The solution to this mystery involves violence, loss, conspiracy, romance, and some of the most beautiful prose you’ll ever read, elegantly simple, unhurried, like the river. This is storytelling at its finest, as befits the tradition of the Swan. Once Upon a River conveys that benevolent, all-knowing authorial mood of folklore or fable, and if it didn’t, I’m not sure the novel would work, or at least not for me. The bad guys are truly bad, and the good guys, though they may have a foible or two, could never do anything really hurtful. They never get angry, jealous, or aggressive, nor do they have any grudges, never mind holding onto them.

Robert Armstrong, grandfather to Alice, is the son of a lord and a black serving girl, well educated, thoughtful, and sensitive. You have to like Robert, and though he’s keenly aware that his dark skin scares many people, he has infinite charm that wins just about anyone over within a minute or less. Does he resent the prejudice that makes him a feared, hated object on sight? No, he doesn’t. Should he? If we’re talking about the real world, why, of course. But Once Upon a River mixes fantasy with reality, and though a Woo-Woo Meter, if such a thing existed, would flicker occasionally, I’m glad that Rita’s there to scoff at magic. She’s ably aided in her skepticism by Henry Daunt, the badly injured man, who turns out to be a photographer, and therefore skilled at observation.
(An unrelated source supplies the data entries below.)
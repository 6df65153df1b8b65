//! CLI (Command Line Interface) mode
//!
//! Interactive REPL that runs the same assessment pipeline as the WhatsApp
//! bot. Media is attached by writing a file path in brackets, e.g.
//! `Here is my work [samples/stitch.jpg]`.

use std::borrow::Cow;
use std::io::Write;
use std::path::Path;

use nu_ansi_term::{Color, Style};
use reedline::{
    ColumnarMenu, Completer, DefaultHinter, Emacs, KeyCode, KeyModifiers, Keybindings,
    MenuBuilder, Prompt, Reedline, ReedlineEvent, ReedlineMenu, Signal, Suggestion,
};
use sa_core::{AssessmentPipeline, MediaPayload, UserInput};
use sa_whatsapp::format::{assessment_report, decision_emoji};
use tracing::info;

/// Available commands for autocomplete display
const COMMANDS: &[(&str, &str)] = &[
    ("/help", "Show help"),
    ("/exit", "Exit the program"),
    ("/quit", "Exit the program"),
    ("/reset", "Forget the last image"),
];

const IMAGE_EXTENSIONS: &[&str] = &["jpg", "jpeg", "png", "gif", "bmp", "tiff", "webp", "avif"];
const AUDIO_EXTENSIONS: &[&str] = &["mp3", "wav", "ogg", "flac"];

/// Command completer for reedline
#[derive(Clone)]
pub struct CommandCompleter {
    commands: Vec<(&'static str, &'static str)>,
}

impl CommandCompleter {
    pub fn new() -> Self {
        Self {
            commands: COMMANDS.to_vec(),
        }
    }
}

impl Default for CommandCompleter {
    fn default() -> Self {
        Self::new()
    }
}

impl Completer for CommandCompleter {
    fn complete(&mut self, line: &str, pos: usize) -> Vec<Suggestion> {
        if !line.starts_with('/') {
            return Vec::new();
        }

        self.commands
            .iter()
            .filter(|(cmd, _)| cmd.starts_with(line))
            .map(|(cmd, desc)| Suggestion {
                value: cmd.to_string(),
                description: Some(desc.to_string()),
                extra: None,
                span: reedline::Span::new(0, pos),
                append_whitespace: true,
                style: None,
            })
            .collect()
    }
}

/// Custom prompt with colored styling
struct ColoredPrompt {
    style: Style,
}

impl ColoredPrompt {
    fn new() -> Self {
        Self {
            style: Color::Cyan.bold(),
        }
    }
}

impl Prompt for ColoredPrompt {
    fn render_prompt_left(&self) -> Cow<'_, str> {
        Cow::Owned(self.style.paint("💼 User: ").to_string())
    }

    fn render_prompt_right(&self) -> Cow<'_, str> {
        Cow::Borrowed("")
    }

    fn render_prompt_indicator(&self, _prompt_mode: reedline::PromptEditMode) -> Cow<'_, str> {
        Cow::Borrowed("")
    }

    fn render_prompt_multiline_indicator(&self) -> Cow<'_, str> {
        Cow::Borrowed("")
    }

    fn render_prompt_history_search_indicator(
        &self,
        _history_search: reedline::PromptHistorySearch,
    ) -> Cow<'_, str> {
        Cow::Borrowed("")
    }
}

#[derive(Debug, Clone, Copy, PartialEq, Eq)]
enum MediaKind {
    Image,
    Audio,
}

/// A `[path]` reference found in an input line
#[derive(Debug, Clone, PartialEq, Eq)]
struct MediaReference {
    path: String,
    kind: MediaKind,
}

/// Split `text [path] more` into the remaining query and a media reference.
/// Paths with unknown extensions are dropped from the query but not loaded.
fn parse_media_reference(line: &str) -> (String, Option<MediaReference>) {
    let Some(start) = line.find('[') else {
        return (line.trim().to_string(), None);
    };
    let Some(len) = line[start..].find(']') else {
        return (line.trim().to_string(), None);
    };
    let end = start + len;

    let path = line[start + 1..end].trim().to_string();
    let query = format!("{}{}", &line[..start], &line[end + 1..])
        .trim()
        .to_string();

    let reference = media_kind(&path).map(|kind| MediaReference { path, kind });
    (query, reference)
}

fn extension(path: &str) -> Option<String> {
    Path::new(path)
        .extension()
        .and_then(|e| e.to_str())
        .map(str::to_lowercase)
}

fn media_kind(path: &str) -> Option<MediaKind> {
    let ext = extension(path)?;
    if IMAGE_EXTENSIONS.contains(&ext.as_str()) {
        Some(MediaKind::Image)
    } else if AUDIO_EXTENSIONS.contains(&ext.as_str()) {
        Some(MediaKind::Audio)
    } else {
        None
    }
}

fn mime_for_path(path: &str) -> &'static str {
    match extension(path).as_deref() {
        Some("jpg" | "jpeg") => "image/jpeg",
        Some("png") => "image/png",
        Some("gif") => "image/gif",
        Some("bmp") => "image/bmp",
        Some("tiff") => "image/tiff",
        Some("webp") => "image/webp",
        Some("avif") => "image/avif",
        Some("mp3") => "audio/mpeg",
        Some("wav") => "audio/wav",
        Some("ogg") => "audio/ogg",
        Some("flac") => "audio/flac",
        _ => "application/octet-stream",
    }
}

fn is_exit(input: &str) -> bool {
    matches!(
        input.to_lowercase().as_str(),
        "exit" | "quit" | "bye" | "/exit" | "/quit"
    )
}

/// Run CLI interactive mode
pub async fn run_cli(pipeline: AssessmentPipeline) -> anyhow::Result<()> {
    info!(
        "Starting CLI mode with sub-agents: {:?}",
        pipeline.registry().names()
    );

    print_welcome(&pipeline);

    let mut keybindings = default_keybindings();

    // Trigger completion on '/' key
    keybindings.add_binding(
        KeyModifiers::NONE,
        KeyCode::Char('/'),
        ReedlineEvent::Edit(vec![reedline::EditCommand::Complete]),
    );

    let menu = Box::new(
        ColumnarMenu::default()
            .with_name("command_menu")
            .with_columns(1)
            .with_column_width(Some(40))
            .with_only_buffer_difference(false),
    );

    let hinter = DefaultHinter::default().with_style(Style::new().dimmed());

    let mut line_editor = Reedline::create()
        .with_completer(Box::new(CommandCompleter::new()))
        .with_menu(ReedlineMenu::EngineCompleter(menu))
        .with_hinter(Box::new(hinter))
        .with_edit_mode(Box::new(Emacs::new(keybindings)));

    let prompt = ColoredPrompt::new();

    // Most recent image, reused when a later request needs one
    let mut last_image: Option<MediaPayload> = None;

    loop {
        match line_editor.read_line(&prompt) {
            Ok(Signal::Success(line)) => {
                let input = line.trim();

                if input.is_empty() {
                    println!("Please enter your message or type 'exit' to quit.");
                    continue;
                }

                if is_exit(input) {
                    println!("\n👋 Thank you for using the Job Assessment System. Goodbye!\n");
                    break;
                }

                if handle_command(input, &mut last_image) {
                    continue;
                }

                let Some(user_input) = load_input(input, &mut last_image).await else {
                    continue;
                };

                println!("\n🤖 Processing your request...");
                let mut stdout = std::io::stdout();
                if let Err(e) =
                    run_assessment(&pipeline, &user_input, last_image.as_ref(), &mut stdout).await
                {
                    eprintln!("\n{} {}", Color::Red.paint("❌ An error occurred:"), e);
                    eprintln!("Please try again or type 'exit' to quit.");
                }

                println!("\n{}", "-".repeat(50));
                println!("Ready for your next interaction!");
            }
            Ok(Signal::CtrlC) => {
                println!("\n\n👋 Session interrupted. Goodbye!");
                break;
            }
            Ok(Signal::CtrlD) => {
                println!("\n👋 Goodbye!\n");
                break;
            }
            Err(err) => {
                eprintln!("\n❌ Error: {}\n", err);
                break;
            }
        }
    }

    Ok(())
}

/// Default keybindings for reedline
fn default_keybindings() -> Keybindings {
    let mut keybindings = Keybindings::new();
    keybindings.add_binding(
        KeyModifiers::NONE,
        KeyCode::Tab,
        ReedlineEvent::Edit(vec![reedline::EditCommand::Complete]),
    );
    keybindings.add_binding(KeyModifiers::NONE, KeyCode::Enter, ReedlineEvent::Submit);
    keybindings.add_binding(KeyModifiers::NONE, KeyCode::Esc, ReedlineEvent::Esc);
    keybindings.add_binding(
        KeyModifiers::CONTROL,
        KeyCode::Char('c'),
        ReedlineEvent::CtrlC,
    );
    keybindings.add_binding(
        KeyModifiers::CONTROL,
        KeyCode::Char('d'),
        ReedlineEvent::CtrlD,
    );
    keybindings.add_binding(KeyModifiers::NONE, KeyCode::Up, ReedlineEvent::Up);
    keybindings.add_binding(KeyModifiers::NONE, KeyCode::Down, ReedlineEvent::Down);
    keybindings
}

/// Handle slash commands; returns true when the input was consumed
fn handle_command(input: &str, last_image: &mut Option<MediaPayload>) -> bool {
    let lower = input.to_lowercase();

    match lower.as_str() {
        "/reset" => {
            *last_image = None;
            println!("\n✅ Forgot the last image.\n");
            true
        }
        "/help" => {
            print_help();
            true
        }
        _ if lower.starts_with('/') => {
            eprintln!("\n❓ Unknown command: {}. Use /help to list commands.\n", input);
            true
        }
        _ => false,
    }
}

/// Read any referenced media file; `None` means the line was rejected
async fn load_input(line: &str, last_image: &mut Option<MediaPayload>) -> Option<UserInput> {
    let (query, reference) = parse_media_reference(line);
    let mut input = UserInput::text(query);

    let Some(reference) = reference else {
        return Some(input);
    };

    let label = match reference.kind {
        MediaKind::Image => "Image",
        MediaKind::Audio => "Audio",
    };

    let bytes = match tokio::fs::read(&reference.path).await {
        Ok(bytes) => bytes,
        Err(e) if e.kind() == std::io::ErrorKind::NotFound => {
            eprintln!("❌ Error: {} file not found at '{}'.", label, reference.path);
            return None;
        }
        Err(e) => {
            eprintln!("❌ Error reading {} file '{}': {}", label.to_lowercase(), reference.path, e);
            return None;
        }
    };

    let media = MediaPayload::new(mime_for_path(&reference.path), bytes);
    println!("Loaded {} from: {}", label.to_lowercase(), reference.path);

    match reference.kind {
        MediaKind::Image => {
            *last_image = Some(media.clone());
            input = input.with_image(media);
        }
        MediaKind::Audio => input = input.with_audio(media),
    }
    Some(input)
}

/// Plan, delegate and judge, printing each step to `out`
async fn run_assessment(
    pipeline: &AssessmentPipeline,
    input: &UserInput,
    fallback_image: Option<&MediaPayload>,
    out: &mut impl Write,
) -> anyhow::Result<()> {
    let plan = pipeline.plan(input).await?;
    writeln!(out, "\n🎯 Assessment Agent: {}", plan.response_or("..."))?;

    if !plan.has_instructions() {
        return Ok(());
    }

    let image = input.image.as_ref().or(fallback_image);
    if image.is_none() {
        writeln!(out, "\n📸 No image attached. Add one with [path/to/photo.jpg].")?;
    }

    let mut reports = Vec::with_capacity(plan.sub_agent_instructions.len());
    for instruction in &plan.sub_agent_instructions {
        writeln!(
            out,
            "\n🔍 Executing {} Assessment...",
            instruction.task_context.skill()
        )?;
        reports.push(pipeline.delegate_one(instruction, image).await);
    }

    let Some(role) = plan.target_role() else {
        writeln!(
            out,
            "\n❌ System Error: Could not determine role from assessment plan."
        )?;
        return Ok(());
    };

    writeln!(out, "\n🤔 Analyzing results for {} position...", role)?;
    let verdict = pipeline.verdict(role, &reports).await?;

    if let Some(assessment) = reports.iter().find_map(|r| r.result.assessment()) {
        writeln!(out, "\n{}", assessment_report(&assessment))?;
    }

    writeln!(
        out,
        "\n{} Final Decision: {}",
        decision_emoji(verdict.decision()),
        verdict.response_or("...")
    )?;
    Ok(())
}

/// Print welcome message
fn print_welcome(pipeline: &AssessmentPipeline) {
    let roles = pipeline.master().knowledge().roles().join(", ");

    println!();
    println!("🎯 Welcome to the Job Skill Assessment System!");
    println!("{}", "=".repeat(50));
    println!("Currently available role: {}", roles);
    println!("Usage examples:");
    println!("  'I want to apply for Tailor position' - Will ask for image");
    println!("  'Here is my work [test_stitch.jpg]' - Provide image with query");
    println!("  'Listen to this [intro.ogg]' - Provide a voice note");
    println!("Type 'exit' or 'quit' to end the session");
    println!("{}", "=".repeat(50));
}

/// Print help message
fn print_help() {
    println!();
    println!("📖 Available commands:");
    for (cmd, desc) in COMMANDS {
        println!("  {} - {}", cmd, desc);
    }
    println!();
    println!(
        "💡 Attach media with [path]. Images: {}. Audio: {}.",
        IMAGE_EXTENSIONS.join(", "),
        AUDIO_EXTENSIONS.join(", ")
    );
    println!();
}
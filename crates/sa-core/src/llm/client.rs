//! Gemini API HTTP client

use async_trait::async_trait;
use reqwest::Client;
use tracing::{debug, info, warn};

use crate::config::GeminiConfig;
use crate::error::{Error, Result};

use super::types::*;

/// Anything that turns a multimodal prompt into model text.
///
/// The agents only depend on this trait so they can run against a
/// scripted generator in tests.
#[async_trait]
pub trait ContentGenerator: Send + Sync {
    /// Send one user turn and return the model's text
    async fn generate(&self, parts: Vec<Part>) -> Result<String>;
}

/// Gemini `generateContent` client
#[derive(Clone)]
pub struct GeminiClient {
    client: Client,
    api_key: String,
    model: String,
    base_url: String,
    generation_config: Option<GenerationConfig>,
}

impl GeminiClient {
    /// Create a new Gemini client
    pub fn new(config: &GeminiConfig) -> Result<Self> {
        let client = Client::builder()
            .timeout(std::time::Duration::from_secs(config.timeout_secs))
            .build()
            .map_err(Error::Http)?;

        let generation_config = config.temperature.map(|temperature| GenerationConfig {
            temperature: Some(temperature),
            ..Default::default()
        });

        Ok(Self {
            client,
            api_key: config.api_key.clone(),
            model: config.model.clone(),
            base_url: config.base_url.trim_end_matches('/').to_string(),
            generation_config,
        })
    }

    /// Create with a custom base URL (for testing or proxies)
    pub fn with_base_url(config: &GeminiConfig, base_url: impl Into<String>) -> Result<Self> {
        let mut client = Self::new(config)?;
        client.base_url = base_url.into().trim_end_matches('/').to_string();
        Ok(client)
    }

    /// Get the model name
    pub fn model(&self) -> &str {
        &self.model
    }

    /// Call `generateContent`
    pub async fn generate_content(
        &self,
        request: &GenerateContentRequest,
    ) -> Result<GenerateContentResponse> {
        let url = format!(
            "{}/v1beta/models/{}:generateContent",
            self.base_url, self.model
        );

        let inline_parts = request
            .contents
            .iter()
            .flat_map(|c| c.parts.iter())
            .filter(|p| p.is_inline_data())
            .count();
        debug!(
            model = %self.model,
            inline_parts,
            "Sending request to Gemini API"
        );

        let response = self
            .client
            .post(&url)
            .header("x-goog-api-key", &self.api_key)
            .header("content-type", "application/json")
            .json(request)
            .send()
            .await
            .map_err(Error::Http)?;

        let status = response.status();
        let body = response.text().await.map_err(Error::Http)?;

        if !status.is_success() {
            warn!("Gemini API error: {} - {}", status, body);
            return Err(Error::GeminiApi(format!("{}: {}", status, body)));
        }

        let parsed: GenerateContentResponse = serde_json::from_str(&body).map_err(|e| {
            Error::GeminiApi(format!("Failed to parse response: {} - {}", e, body))
        })?;

        info!(
            "Gemini API response: finish_reason={:?}, tokens={}",
            parsed
                .candidates
                .first()
                .and_then(|c| c.finish_reason.as_deref()),
            parsed
                .usage_metadata
                .as_ref()
                .map(|u| u.total_token_count)
                .unwrap_or(0)
        );

        Ok(parsed)
    }
}

#[async_trait]
impl ContentGenerator for GeminiClient {
    async fn generate(&self, parts: Vec<Part>) -> Result<String> {
        let mut request = GenerateContentRequest::from_parts(parts);
        if let Some(config) = &self.generation_config {
            request = request.with_generation_config(config.clone());
        }

        let response = self.generate_content(&request).await?;
        response.text().ok_or(Error::EmptyResponse)
    }
}
//! sa-whatsapp: WhatsApp front end for the skill assessor via Twilio API
//!
//! Receives Twilio webhooks, relays text, images and voice notes to the
//! assessment pipeline and sends progress and results back as WhatsApp
//! messages.

pub mod bot;
pub mod error;
pub mod format;
pub mod handler;
pub mod inbound;
pub mod session;
pub mod twilio;
pub mod twiml;
pub mod webhook;

pub use bot::WhatsAppBot;
pub use error::{Result, WhatsAppError};
pub use handler::MessageHandler;
pub use inbound::{InboundKind, IncomingMessage};
pub use session::InMemorySessionStore;
pub use twilio::{MessagingProvider, TwilioClient};
pub use twiml::MessagingResponse;
pub use webhook::{WebhookServer, WebhookState};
Yet Setterfield can seduce even a crotchety skeptic like me. I particularly like her creation of Quietly, a spirit boatman credited with rescuing many of his living brethren from certain drowning when it’s not their time, while, conversely, escorting to the next world those whose moment has come.

But mostly, I think the writing carries the novel. Take, for only one example among many, a passage about a man as he leaves the Swan the fateful night, trying to make sense of having witnessed a girl seemingly return from the dead:

Usually the walk home from the Swan was a time for regret — regret that his joints ached so badly, that he had drunk too much, that the best of life had passed him by and he had only aches and pains ahead of him now, a gradual decline till at the end he would sink into the grave. But having witnessed one miracle he now saw miracles everywhere: the dark night sky his old eyes had ignored thousands of times before tonight unfolded itself above his head with the vastness of eternal mystery. He stopped to stare up and marvel. The river was splashing and chiming like silver on glass; the sound spilled into his ear, resonated in chambers of his mind he’d never known existed. He lowered his head to look at the water. For the first time in a lifetime by the river he noticed — really noticed — that under a moonless sky the river makes its own mercurial light. Light that is also darkness, darkness that is also light.

Note how Setterfield’s description remains understated. No raptures or verbal fireworks here; only the river and sky as someone who’d watched them all his long life would view them. And because he sees them afresh, you catch his sense of wonder, joy in being alive, and gratitude that he’s lived this long to appreciate the heavens and the water. Lightly done, and all the more affecting for that.

That’s Once Upon a River. Read, and be seduced.

Disclaimer: I obtained my reading copy of this book from the public library.